Task to complete
Search the material below for the string "EnvFilter" and list each line that holds it.

Entries provided
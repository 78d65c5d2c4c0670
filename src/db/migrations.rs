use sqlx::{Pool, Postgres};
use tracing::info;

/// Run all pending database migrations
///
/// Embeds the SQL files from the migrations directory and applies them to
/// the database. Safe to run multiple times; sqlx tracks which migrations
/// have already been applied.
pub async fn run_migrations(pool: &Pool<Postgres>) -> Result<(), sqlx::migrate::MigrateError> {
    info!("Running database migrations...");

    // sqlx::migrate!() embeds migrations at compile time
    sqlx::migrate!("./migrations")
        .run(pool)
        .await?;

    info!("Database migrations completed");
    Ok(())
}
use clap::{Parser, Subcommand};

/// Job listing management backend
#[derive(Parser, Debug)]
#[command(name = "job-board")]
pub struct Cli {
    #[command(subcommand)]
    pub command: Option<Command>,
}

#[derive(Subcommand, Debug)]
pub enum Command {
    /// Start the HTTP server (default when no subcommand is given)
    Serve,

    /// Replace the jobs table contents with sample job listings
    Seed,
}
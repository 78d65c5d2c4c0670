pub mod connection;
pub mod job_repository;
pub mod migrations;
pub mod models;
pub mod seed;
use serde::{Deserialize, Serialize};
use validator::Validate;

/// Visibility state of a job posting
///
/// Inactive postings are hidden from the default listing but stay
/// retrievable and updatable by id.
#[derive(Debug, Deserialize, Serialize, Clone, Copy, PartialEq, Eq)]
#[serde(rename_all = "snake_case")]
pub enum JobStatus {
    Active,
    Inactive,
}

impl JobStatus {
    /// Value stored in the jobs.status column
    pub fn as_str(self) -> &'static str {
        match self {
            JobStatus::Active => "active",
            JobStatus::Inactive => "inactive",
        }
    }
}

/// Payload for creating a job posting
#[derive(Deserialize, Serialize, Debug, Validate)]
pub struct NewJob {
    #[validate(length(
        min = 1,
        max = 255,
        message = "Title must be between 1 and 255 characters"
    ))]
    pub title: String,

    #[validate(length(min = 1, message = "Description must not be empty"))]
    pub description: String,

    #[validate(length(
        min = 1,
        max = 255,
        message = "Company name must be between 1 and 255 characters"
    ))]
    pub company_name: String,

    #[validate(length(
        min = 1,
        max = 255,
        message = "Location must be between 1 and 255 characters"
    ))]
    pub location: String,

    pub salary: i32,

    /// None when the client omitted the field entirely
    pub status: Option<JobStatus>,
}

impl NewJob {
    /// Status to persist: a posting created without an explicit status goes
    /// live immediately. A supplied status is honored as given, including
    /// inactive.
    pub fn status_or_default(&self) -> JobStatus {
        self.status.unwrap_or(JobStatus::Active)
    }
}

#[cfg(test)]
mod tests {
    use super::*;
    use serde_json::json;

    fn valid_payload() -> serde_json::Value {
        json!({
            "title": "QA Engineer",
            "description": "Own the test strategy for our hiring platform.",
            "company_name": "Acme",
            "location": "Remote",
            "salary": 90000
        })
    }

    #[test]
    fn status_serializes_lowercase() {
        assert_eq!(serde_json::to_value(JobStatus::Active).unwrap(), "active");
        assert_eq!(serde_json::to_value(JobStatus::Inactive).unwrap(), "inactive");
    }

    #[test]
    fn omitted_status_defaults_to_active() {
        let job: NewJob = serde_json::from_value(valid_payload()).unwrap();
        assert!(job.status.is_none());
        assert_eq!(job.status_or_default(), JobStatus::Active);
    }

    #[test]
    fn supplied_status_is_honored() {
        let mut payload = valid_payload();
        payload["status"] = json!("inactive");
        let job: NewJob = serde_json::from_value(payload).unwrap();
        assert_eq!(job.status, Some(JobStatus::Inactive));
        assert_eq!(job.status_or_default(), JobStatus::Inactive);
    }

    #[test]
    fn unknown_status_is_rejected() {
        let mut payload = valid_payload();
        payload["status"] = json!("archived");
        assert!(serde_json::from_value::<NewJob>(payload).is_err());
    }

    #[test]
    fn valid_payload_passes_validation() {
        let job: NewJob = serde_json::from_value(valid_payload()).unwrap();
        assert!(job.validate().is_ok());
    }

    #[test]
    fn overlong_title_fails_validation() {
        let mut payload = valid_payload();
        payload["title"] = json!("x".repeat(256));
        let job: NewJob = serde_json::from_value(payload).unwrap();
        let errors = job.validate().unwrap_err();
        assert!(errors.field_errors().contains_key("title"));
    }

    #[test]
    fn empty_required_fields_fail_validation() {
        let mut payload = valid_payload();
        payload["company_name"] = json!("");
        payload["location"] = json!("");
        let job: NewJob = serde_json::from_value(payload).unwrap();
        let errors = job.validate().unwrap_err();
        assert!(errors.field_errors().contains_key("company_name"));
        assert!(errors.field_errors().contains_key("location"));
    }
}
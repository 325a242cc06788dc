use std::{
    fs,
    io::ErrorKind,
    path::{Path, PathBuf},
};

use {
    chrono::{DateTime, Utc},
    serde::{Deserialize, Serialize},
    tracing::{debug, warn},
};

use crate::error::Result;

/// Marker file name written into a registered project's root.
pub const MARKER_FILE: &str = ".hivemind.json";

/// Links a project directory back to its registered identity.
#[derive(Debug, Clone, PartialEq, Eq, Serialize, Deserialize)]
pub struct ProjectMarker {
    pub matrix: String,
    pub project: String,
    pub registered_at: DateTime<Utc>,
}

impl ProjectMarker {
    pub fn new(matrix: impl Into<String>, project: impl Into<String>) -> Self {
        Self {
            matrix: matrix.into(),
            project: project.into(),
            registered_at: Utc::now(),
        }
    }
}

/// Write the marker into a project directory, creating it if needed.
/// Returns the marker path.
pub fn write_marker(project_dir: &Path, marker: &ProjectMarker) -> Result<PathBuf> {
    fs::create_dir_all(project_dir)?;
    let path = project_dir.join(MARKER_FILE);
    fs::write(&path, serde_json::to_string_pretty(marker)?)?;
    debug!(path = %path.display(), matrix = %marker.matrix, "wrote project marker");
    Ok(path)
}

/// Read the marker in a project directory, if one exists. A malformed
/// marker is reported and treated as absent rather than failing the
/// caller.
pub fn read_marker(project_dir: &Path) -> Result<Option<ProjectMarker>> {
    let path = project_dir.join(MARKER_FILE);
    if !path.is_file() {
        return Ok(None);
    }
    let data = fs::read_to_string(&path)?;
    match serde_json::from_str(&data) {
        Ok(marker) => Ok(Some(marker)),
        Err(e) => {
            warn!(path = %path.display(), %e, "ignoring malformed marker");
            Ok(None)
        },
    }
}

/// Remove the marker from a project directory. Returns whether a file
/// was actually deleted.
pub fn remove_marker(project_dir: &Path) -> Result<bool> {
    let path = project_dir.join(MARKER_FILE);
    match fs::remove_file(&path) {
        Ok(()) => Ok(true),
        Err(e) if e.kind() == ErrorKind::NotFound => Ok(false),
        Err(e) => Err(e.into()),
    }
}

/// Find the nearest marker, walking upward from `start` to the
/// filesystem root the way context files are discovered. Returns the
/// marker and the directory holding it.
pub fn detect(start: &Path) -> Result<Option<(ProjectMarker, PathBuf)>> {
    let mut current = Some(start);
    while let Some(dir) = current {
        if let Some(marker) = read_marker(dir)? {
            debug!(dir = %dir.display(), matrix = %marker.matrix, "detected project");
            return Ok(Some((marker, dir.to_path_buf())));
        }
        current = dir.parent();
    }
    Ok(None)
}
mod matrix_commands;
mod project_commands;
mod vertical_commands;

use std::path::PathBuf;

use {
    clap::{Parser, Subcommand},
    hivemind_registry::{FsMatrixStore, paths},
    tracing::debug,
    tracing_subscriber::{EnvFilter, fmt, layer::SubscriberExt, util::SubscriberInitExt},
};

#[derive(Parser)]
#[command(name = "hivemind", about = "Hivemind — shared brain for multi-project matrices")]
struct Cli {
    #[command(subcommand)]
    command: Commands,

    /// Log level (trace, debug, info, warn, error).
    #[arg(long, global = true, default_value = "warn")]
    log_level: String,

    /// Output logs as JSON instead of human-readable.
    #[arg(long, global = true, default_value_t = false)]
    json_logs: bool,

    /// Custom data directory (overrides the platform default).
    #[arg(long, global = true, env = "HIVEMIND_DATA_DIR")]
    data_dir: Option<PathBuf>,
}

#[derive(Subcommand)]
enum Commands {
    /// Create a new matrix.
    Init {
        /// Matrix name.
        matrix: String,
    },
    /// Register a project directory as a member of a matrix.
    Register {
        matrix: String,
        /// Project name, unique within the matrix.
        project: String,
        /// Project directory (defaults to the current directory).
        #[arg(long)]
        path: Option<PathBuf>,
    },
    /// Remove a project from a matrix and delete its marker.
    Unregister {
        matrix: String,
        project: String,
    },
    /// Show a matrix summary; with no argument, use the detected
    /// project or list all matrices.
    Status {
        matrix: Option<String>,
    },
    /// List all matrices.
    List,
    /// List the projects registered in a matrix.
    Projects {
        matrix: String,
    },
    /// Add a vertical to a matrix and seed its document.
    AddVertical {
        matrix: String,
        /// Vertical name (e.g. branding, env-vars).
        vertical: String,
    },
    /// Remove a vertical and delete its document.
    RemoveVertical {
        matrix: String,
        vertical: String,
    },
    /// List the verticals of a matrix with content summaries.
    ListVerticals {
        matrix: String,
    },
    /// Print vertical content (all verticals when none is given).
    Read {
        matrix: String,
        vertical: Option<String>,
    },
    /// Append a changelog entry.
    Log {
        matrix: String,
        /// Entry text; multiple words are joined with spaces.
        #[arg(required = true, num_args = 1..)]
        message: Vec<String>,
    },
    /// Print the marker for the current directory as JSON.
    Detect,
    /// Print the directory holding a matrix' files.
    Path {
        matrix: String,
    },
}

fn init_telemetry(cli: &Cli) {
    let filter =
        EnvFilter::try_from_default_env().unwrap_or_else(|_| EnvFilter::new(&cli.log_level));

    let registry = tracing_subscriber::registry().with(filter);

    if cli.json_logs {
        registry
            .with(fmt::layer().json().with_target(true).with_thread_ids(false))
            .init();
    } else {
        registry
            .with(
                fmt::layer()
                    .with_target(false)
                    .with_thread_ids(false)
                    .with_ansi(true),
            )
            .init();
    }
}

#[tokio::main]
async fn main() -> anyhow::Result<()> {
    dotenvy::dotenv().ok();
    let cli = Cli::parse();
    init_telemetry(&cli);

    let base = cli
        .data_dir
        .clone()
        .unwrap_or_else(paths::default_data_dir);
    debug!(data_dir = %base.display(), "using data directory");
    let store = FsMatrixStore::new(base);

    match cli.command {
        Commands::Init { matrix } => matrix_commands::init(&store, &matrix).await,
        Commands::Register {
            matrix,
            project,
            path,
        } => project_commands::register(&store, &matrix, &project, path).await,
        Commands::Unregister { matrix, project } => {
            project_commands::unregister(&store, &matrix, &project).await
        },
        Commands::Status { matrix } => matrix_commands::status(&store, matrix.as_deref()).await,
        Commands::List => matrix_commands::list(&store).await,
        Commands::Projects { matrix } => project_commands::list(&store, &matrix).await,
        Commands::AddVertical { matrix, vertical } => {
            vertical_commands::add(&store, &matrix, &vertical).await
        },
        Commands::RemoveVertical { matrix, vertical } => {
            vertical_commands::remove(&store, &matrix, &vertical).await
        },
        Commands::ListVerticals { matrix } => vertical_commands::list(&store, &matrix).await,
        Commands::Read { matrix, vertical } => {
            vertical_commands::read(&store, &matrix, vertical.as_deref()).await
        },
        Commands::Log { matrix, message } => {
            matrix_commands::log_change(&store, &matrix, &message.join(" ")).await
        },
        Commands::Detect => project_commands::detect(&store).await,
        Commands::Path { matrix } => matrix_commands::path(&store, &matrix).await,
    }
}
...
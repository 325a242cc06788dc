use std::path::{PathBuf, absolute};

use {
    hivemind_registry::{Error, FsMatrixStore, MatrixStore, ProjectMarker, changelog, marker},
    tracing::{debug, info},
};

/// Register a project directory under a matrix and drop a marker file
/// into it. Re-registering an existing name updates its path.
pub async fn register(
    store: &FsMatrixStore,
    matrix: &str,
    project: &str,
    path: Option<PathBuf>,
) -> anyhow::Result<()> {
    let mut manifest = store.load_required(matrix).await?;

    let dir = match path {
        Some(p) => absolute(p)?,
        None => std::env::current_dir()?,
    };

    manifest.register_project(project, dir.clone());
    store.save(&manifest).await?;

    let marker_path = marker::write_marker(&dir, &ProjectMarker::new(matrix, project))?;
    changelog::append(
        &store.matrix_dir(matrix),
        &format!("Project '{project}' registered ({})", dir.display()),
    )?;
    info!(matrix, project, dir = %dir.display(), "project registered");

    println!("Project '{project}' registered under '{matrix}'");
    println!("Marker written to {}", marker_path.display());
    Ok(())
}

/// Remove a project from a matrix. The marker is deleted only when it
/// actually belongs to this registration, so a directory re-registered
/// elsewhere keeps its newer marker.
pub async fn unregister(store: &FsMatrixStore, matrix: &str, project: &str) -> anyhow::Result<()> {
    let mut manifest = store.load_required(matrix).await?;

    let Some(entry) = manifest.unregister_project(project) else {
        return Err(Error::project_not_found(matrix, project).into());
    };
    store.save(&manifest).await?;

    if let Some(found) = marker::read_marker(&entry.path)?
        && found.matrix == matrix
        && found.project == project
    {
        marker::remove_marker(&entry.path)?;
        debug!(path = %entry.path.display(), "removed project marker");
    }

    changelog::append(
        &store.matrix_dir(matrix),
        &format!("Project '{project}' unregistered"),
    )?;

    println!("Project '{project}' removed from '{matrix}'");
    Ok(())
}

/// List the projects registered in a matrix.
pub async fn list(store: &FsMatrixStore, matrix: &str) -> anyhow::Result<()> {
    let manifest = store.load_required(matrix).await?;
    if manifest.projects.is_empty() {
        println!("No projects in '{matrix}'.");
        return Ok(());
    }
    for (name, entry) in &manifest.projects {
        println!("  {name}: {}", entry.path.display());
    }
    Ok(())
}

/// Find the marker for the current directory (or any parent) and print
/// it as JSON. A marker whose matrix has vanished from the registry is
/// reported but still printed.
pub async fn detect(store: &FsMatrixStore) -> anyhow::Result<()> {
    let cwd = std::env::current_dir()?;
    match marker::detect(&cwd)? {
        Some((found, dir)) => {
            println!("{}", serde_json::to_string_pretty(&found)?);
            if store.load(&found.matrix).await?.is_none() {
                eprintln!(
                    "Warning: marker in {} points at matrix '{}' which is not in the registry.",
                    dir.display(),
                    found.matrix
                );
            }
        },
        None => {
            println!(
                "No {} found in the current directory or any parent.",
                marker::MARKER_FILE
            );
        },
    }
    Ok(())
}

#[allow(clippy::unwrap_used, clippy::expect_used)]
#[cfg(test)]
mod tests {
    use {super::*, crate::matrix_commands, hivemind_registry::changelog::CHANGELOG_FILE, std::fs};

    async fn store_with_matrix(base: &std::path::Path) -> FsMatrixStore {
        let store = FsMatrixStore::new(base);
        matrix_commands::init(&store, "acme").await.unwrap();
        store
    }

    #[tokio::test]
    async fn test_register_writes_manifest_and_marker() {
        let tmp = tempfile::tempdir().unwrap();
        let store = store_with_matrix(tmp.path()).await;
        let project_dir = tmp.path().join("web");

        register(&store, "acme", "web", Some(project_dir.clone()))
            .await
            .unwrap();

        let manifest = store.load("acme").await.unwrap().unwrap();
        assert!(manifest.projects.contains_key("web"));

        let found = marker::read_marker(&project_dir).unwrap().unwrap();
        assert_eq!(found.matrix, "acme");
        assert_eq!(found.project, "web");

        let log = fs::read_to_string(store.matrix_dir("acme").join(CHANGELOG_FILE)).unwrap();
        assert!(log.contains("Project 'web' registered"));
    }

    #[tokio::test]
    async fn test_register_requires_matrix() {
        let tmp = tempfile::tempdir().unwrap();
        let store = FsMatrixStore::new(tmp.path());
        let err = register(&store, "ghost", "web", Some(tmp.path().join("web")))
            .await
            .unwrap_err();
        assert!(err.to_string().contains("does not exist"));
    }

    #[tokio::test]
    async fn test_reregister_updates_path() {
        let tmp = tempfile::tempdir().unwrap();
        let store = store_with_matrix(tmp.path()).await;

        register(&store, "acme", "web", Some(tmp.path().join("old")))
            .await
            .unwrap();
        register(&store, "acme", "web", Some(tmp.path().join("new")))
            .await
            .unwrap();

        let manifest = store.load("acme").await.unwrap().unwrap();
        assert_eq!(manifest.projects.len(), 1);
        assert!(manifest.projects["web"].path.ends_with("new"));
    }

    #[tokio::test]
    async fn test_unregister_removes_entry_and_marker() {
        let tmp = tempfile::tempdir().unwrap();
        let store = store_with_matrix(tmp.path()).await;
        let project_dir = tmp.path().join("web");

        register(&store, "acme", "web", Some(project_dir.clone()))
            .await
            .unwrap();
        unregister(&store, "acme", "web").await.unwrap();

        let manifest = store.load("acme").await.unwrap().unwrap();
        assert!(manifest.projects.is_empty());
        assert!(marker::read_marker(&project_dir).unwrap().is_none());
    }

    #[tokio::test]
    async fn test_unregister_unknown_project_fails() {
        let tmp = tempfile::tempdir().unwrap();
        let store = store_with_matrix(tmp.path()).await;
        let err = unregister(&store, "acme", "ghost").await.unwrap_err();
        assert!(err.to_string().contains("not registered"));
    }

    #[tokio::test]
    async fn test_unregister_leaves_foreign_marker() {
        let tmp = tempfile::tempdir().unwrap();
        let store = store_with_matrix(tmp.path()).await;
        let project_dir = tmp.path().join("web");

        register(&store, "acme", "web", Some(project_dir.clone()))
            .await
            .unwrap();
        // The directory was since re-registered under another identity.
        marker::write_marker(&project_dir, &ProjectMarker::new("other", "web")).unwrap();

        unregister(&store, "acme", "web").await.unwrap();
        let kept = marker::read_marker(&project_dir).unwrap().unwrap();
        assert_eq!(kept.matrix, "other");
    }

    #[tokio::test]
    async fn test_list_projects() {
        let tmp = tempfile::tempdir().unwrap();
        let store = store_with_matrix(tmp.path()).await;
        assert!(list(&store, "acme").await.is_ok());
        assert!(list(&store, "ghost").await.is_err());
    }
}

Answer space
    tracing_subscriber::{EnvFilter, fmt, layer::SubscriberExt, util::SubscriberInitExt},
        EnvFilter::try_from_default_env().unwrap_or_else(|_| EnvFilter::new(&cli.log_level));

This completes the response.